** Dataset content follows **
use approx::assert_relative_eq;
use rand::{rngs::SmallRng, Rng, SeedableRng};

use prism::{
    color::SampledWavelengths,
    light::{sampler::AbstractLightSampler, AbstractLight},
    material::DiffuseMaterial,
    math::{Dot, Float, Mat4, Normal3f, Point2f, Point3f, Ray, Transform, Vec3f},
    scene::{LightId, LightSamplerType, NodeId, Scene, SceneBuilder},
    shape::{Sphere, TriVertex},
    texture::Image,
};

/// Emissive spheres of different sizes, a scaled emissive quad, a one sided
/// triangle whose shading normals lean away from its plane and an
/// environment map.
fn lit_scene(light_sampler: LightSamplerType) -> (Scene, Vec<LightId>, LightId) {
    let mut b = SceneBuilder::new();
    let half = b.spectra.add_constant(0.5);
    let reflectance = b.textures.add_constant(half);
    let material = b.materials.add_diffuse(DiffuseMaterial { reflectance });
    let sphere = b.shapes.add_sphere(Sphere::FULL);

    let mut nodes: Vec<NodeId> = Vec::new();
    let mut area = Vec::new();
    for (i, (radius, radiance)) in [(0.25, 4.0), (0.5, 2.0), (1.0, 2.0)].into_iter().enumerate() {
        let radiance = b.spectra.add_constant(radiance);
        let (prim, light) = b.add_emissive_primitive(sphere, material, radiance, false);
        let place = Transform::from_translation(Vec3f::new(3.0 * i as Float - 3.0, 2.0, 6.0))
            * Transform::from_scale(Vec3f::splat(radius));
        nodes.push(b.add_transform(place, prim).unwrap());
        area.push(light);
    }

    // A two sided unit quad in the z = 0 plane, stretched and pushed away.
    let verts = [
        TriVertex::new(Point3f::new(-0.5, -0.5, 0.0)),
        TriVertex::new(Point3f::new(0.5, -0.5, 0.0)),
        TriVertex::new(Point3f::new(0.5, 0.5, 0.0)),
        TriVertex::new(Point3f::new(-0.5, 0.5, 0.0)),
    ];
    let glow = b.spectra.add_constant(3.0);
    let quad: Vec<NodeId> = b
        .shapes
        .add_triangles(&verts, &[[0, 1, 2], [0, 2, 3]])
        .into_iter()
        .map(|tri| {
            let (prim, light) = b.add_emissive_primitive(tri, material, glow, true);
            area.push(light);
            prim
        })
        .collect();
    let quad = b.add_bvh(&quad).unwrap();
    let place = Transform::from_translation(Vec3f::new(0.0, -1.0, 4.0)) * Transform::from_scale(Vec3f::new(3.0, 1.5, 1.0));
    nodes.push(b.add_transform(place, quad).unwrap());

    let tilted = Normal3f::new(0.6, 0.0, 0.8);
    let verts = [
        TriVertex::new(Point3f::new(-1.0, -1.0, 0.0)).with_normal(tilted),
        TriVertex::new(Point3f::new(1.0, -1.0, 0.0)).with_normal(tilted),
        TriVertex::new(Point3f::new(0.0, 1.0, 0.0)).with_normal(tilted),
    ];
    let tri = b.shapes.add_triangles(&verts, &[[0, 1, 2]])[0];
    let (prim, light) = b.add_emissive_primitive(tri, material, glow, false);
    area.push(light);
    nodes.push(b.add_transform(Transform::from_translation(Vec3f::new(0.0, 0.0, -3.0)), prim).unwrap());

    let mut data = vec![0.2; 16 * 16];
    data[3 * 16 + 5] = 50.0;
    data[10 * 16 + 12] = 8.0;
    let one = b.spectra.add_constant(1.0);
    let rotate = Transform::from_rotation(0.7, Vec3f::new(0.0, 1.0, 0.0));
    let sky = b.add_image_light(Image::new(16, 16, data).unwrap(), one, 1.0, rotate).unwrap();

    let root = b.add_bvh(&nodes).unwrap();
    (b.build(root, light_sampler).unwrap(), area, sky)
}

#[test]
fn light_pmfs_sum_to_one() {
    for ty in [LightSamplerType::Uniform, LightSamplerType::Power] {
        let (scene, _, _) = lit_scene(ty);
        let sampler = scene.light_samplers.get(scene.light_sampler);
        let total: Float = scene.lights.all().iter().map(|&l| sampler.pmf(&scene.lights, l)).sum();
        assert_relative_eq!(total, 1.0, max_relative = 1e-4);
    }
}

#[test]
fn sampled_probability_matches_pmf() {
    let (scene, _, _) = lit_scene(LightSamplerType::Power);
    let sampler = scene.light_samplers.get(scene.light_sampler);
    let mut counts = vec![0usize; scene.lights.len()];
    let n = 200_000;
    let mut rng = SmallRng::seed_from_u64(7);
    for _ in 0..n {
        let sampled = sampler.sample(rng.gen()).unwrap();
        assert_relative_eq!(sampled.p, sampler.pmf(&scene.lights, sampled.light), max_relative = 1e-5);
        let slot = scene.lights.all().iter().position(|&l| l == sampled.light).unwrap();
        counts[slot] += 1;
    }
    for (slot, &light) in scene.lights.all().iter().enumerate() {
        let expected = sampler.pmf(&scene.lights, light);
        approx::assert_abs_diff_eq!(counts[slot] as Float / n as Float, expected, epsilon = 5e-3);
    }
    // Unregistered handles are never chosen.
    assert_eq!(sampler.pmf(&scene.lights, LightId::NONE), 0.0);
}

#[test]
fn brighter_and_larger_lights_are_favored() {
    let (scene, area, _) = lit_scene(LightSamplerType::Power);
    let sampler = scene.light_samplers.get(scene.light_sampler);
    let pmf = |l: LightId| sampler.pmf(&scene.lights, l);
    // Power goes with radiance times area: 4 * 0.25^2 < 2 * 0.5^2 < 2 * 1^2.
    assert!(pmf(area[0]) < pmf(area[1]));
    assert!(pmf(area[1]) < pmf(area[2]));
    assert_relative_eq!(pmf(area[2]) / pmf(area[0]), 8.0, max_relative = 1e-3);
}

#[test]
fn area_sample_pdf_matches_traced_pdf() {
    let (scene, area, _) = lit_scene(LightSamplerType::Power);
    let lambda = SampledWavelengths::sample_visible(0.5);
    let p_ref = Point3f::new(0.2, 0.1, -1.0);
    let surfaces = &area[3..];

    let mut rng = SmallRng::seed_from_u64(3);
    let mut checked = [0; 3];
    for _ in 0..3000 {
        let slot = rng.gen_range(0..surfaces.len());
        let light = surfaces[slot];
        let Some(ls) = scene.lights.get(light).sample_li(&scene, p_ref, Point2f::new(rng.gen(), rng.gen()), &lambda)
        else {
            continue;
        };
        let Some(hit) = scene.intersect(&Ray::new(p_ref, ls.wi), Float::INFINITY) else {
            continue;
        };
        if hit.light != light {
            continue;
        }
        approx::assert_abs_diff_eq!(hit.p, ls.p_light, epsilon = 1e-3);
        let n_light = ls.n_light.unwrap();
        assert!(n_light.dot(hit.n_geo).abs() > 0.9999, "{n_light:?} vs {:?}", hit.n_geo);
        let pdf = scene.lights.get(light).pdf_li(&scene, p_ref, ls.wi, Some(&hit));
        assert_relative_eq!(pdf, ls.pdf, max_relative = 2e-3);
        checked[slot] += 1;
    }
    assert!(checked.iter().all(|&c| c > 500), "{checked:?}");
}

#[test]
fn image_sample_pdf_matches_lookup() {
    let (scene, _, sky) = lit_scene(LightSamplerType::Power);
    let lambda = SampledWavelengths::sample_visible(0.5);
    let light = scene.lights.get(sky);
    let p_ref = Point3f::new(0.0, 0.0, 0.0);

    let mut rng = SmallRng::seed_from_u64(11);
    for _ in 0..2000 {
        let ls = light.sample_li(&scene, p_ref, Point2f::new(rng.gen(), rng.gen()), &lambda).unwrap();
        assert!(ls.n_light.is_none());
        assert_relative_eq!(ls.wi.length(), 1.0, max_relative = 1e-4);
        let pdf = light.pdf_li(&scene, p_ref, ls.wi, None);
        assert_relative_eq!(pdf, ls.pdf, max_relative = 1e-3);

        // The escaped ray sees the radiance the sample carried.
        let seen = light.emission(&scene, &Ray::new(p_ref, ls.wi), None, &lambda);
        assert_relative_eq!(seen.average(), ls.l.average(), max_relative = 1e-3);
    }
}

#[test]
fn identity_image_light_is_brightest_at_the_hot_texel() {
    let mut b = SceneBuilder::new();
    let one = b.spectra.add_constant(1.0);
    let mut data = vec![0.01; 8 * 8];
    data[2 * 8 + 6] = 100.0;
    let sky = b
        .add_image_light(Image::new(8, 8, data).unwrap(), one, 1.0, Transform::new(Mat4::IDENTITY, Mat4::IDENTITY))
        .unwrap();
    let sphere = b.shapes.add_sphere(Sphere::FULL);
    let half = b.spectra.add_constant(0.5);
    let reflectance = b.textures.add_constant(half);
    let material = b.materials.add_diffuse(DiffuseMaterial { reflectance });
    let root = b.add_primitive(sphere, material);
    let scene = b.build(root, LightSamplerType::Power).unwrap();

    let lambda = SampledWavelengths::sample_visible(0.5);
    let light = scene.lights.get(sky);
    let mut rng = SmallRng::seed_from_u64(5);
    let hot = (0..1000)
        .filter_map(|_| light.sample_li(&scene, Point3f::new(0.0, 0.0, 0.0), Point2f::new(rng.gen(), rng.gen()), &lambda))
        .filter(|ls| ls.l.average() > 50.0)
        .count();
    // The hot texel holds nearly all of the map's energy.
    assert!(hot > 900, "{hot}");
}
** End of Dataset content **
Output exactly one stretch of the listing: from the line containing "(b.build(root, light_sampler).unwrap(), area, sky)" through the line containing "let (scene, _, _) = lit_scene(LightSamplerType::Power);", both end lines included.

> _Exercise result_:
    (b.build(root, light_sampler).unwrap(), area, sky)
}

#[test]
fn light_pmfs_sum_to_one() {
    for ty in [LightSamplerType::Uniform, LightSamplerType::Power] {
        let (scene, _, _) = lit_scene(ty);
        let sampler = scene.light_samplers.get(scene.light_sampler);
        let total: Float = scene.lights.all().iter().map(|&l| sampler.pmf(&scene.lights, l)).sum();
        assert_relative_eq!(total, 1.0, max_relative = 1e-4);
    }
}

#[test]
fn sampled_probability_matches_pmf() {
    let (scene, _, _) = lit_scene(LightSamplerType::Power);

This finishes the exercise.